Problem to solve:
Return all lines from the entries below in which the word "Some" is present.
──────── Data extract ────────
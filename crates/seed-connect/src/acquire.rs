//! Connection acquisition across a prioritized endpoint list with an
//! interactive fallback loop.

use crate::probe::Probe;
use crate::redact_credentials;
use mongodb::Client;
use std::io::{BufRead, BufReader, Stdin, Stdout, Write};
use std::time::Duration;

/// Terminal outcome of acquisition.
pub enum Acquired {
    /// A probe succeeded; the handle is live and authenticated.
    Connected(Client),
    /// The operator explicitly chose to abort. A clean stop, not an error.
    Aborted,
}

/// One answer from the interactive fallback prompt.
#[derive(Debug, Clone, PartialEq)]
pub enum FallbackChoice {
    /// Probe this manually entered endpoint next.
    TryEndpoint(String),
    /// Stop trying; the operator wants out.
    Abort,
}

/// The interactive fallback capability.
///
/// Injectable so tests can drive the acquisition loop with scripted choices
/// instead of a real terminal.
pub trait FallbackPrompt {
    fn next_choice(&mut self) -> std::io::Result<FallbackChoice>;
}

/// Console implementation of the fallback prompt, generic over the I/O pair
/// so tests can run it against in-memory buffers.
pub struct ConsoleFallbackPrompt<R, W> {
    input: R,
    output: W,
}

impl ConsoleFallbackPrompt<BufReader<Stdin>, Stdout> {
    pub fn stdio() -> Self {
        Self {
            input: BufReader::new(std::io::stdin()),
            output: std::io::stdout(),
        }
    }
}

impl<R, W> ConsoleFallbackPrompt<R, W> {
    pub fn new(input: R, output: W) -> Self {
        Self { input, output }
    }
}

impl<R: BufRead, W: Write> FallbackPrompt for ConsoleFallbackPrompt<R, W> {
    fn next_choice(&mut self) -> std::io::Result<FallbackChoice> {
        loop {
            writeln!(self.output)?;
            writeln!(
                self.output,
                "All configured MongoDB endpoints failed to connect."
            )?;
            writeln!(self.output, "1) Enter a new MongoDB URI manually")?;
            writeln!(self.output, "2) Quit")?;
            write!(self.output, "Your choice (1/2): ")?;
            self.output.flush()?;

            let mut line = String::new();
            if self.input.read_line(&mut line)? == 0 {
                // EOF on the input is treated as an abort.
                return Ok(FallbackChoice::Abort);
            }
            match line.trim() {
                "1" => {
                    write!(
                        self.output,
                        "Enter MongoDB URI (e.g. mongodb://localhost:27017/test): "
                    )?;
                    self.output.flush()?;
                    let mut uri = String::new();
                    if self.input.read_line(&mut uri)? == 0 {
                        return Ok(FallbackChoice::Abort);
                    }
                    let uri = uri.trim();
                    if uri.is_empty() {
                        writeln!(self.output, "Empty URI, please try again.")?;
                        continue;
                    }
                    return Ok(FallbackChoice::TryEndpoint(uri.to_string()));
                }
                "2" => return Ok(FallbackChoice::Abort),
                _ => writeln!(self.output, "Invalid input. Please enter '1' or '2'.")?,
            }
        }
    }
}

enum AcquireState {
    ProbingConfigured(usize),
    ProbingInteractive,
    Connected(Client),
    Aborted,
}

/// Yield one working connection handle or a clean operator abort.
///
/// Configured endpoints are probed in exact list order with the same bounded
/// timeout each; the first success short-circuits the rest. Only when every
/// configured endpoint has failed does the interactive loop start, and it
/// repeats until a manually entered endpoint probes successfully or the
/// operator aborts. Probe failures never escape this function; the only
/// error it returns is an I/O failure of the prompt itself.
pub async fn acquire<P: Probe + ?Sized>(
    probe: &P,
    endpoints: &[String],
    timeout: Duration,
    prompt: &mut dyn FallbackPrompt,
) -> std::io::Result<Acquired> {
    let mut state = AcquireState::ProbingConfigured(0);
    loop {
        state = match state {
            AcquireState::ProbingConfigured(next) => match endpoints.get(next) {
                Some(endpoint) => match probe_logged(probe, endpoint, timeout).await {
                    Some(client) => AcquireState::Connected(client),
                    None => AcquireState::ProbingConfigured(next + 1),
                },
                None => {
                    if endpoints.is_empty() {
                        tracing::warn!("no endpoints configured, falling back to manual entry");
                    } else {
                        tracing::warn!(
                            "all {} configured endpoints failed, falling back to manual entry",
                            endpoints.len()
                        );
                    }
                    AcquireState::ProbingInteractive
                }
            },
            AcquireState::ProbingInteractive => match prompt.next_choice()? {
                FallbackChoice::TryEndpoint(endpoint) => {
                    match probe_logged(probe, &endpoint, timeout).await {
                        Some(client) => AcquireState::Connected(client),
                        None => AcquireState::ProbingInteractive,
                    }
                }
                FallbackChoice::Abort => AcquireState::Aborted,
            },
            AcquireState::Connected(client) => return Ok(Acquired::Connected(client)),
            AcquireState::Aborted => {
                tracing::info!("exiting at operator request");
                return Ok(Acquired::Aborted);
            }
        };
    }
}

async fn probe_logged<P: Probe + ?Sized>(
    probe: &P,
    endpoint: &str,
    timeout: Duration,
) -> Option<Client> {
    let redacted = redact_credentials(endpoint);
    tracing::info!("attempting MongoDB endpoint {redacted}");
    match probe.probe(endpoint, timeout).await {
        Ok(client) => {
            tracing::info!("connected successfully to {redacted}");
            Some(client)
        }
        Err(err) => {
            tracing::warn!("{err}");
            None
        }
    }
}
────────
Expected answer:
                Some(endpoint) => match probe_logged(probe, endpoint, timeout).await {
                    Some(client) => AcquireState::Connected(client),
                        Some(client) => AcquireState::Connected(client),
            Some(client)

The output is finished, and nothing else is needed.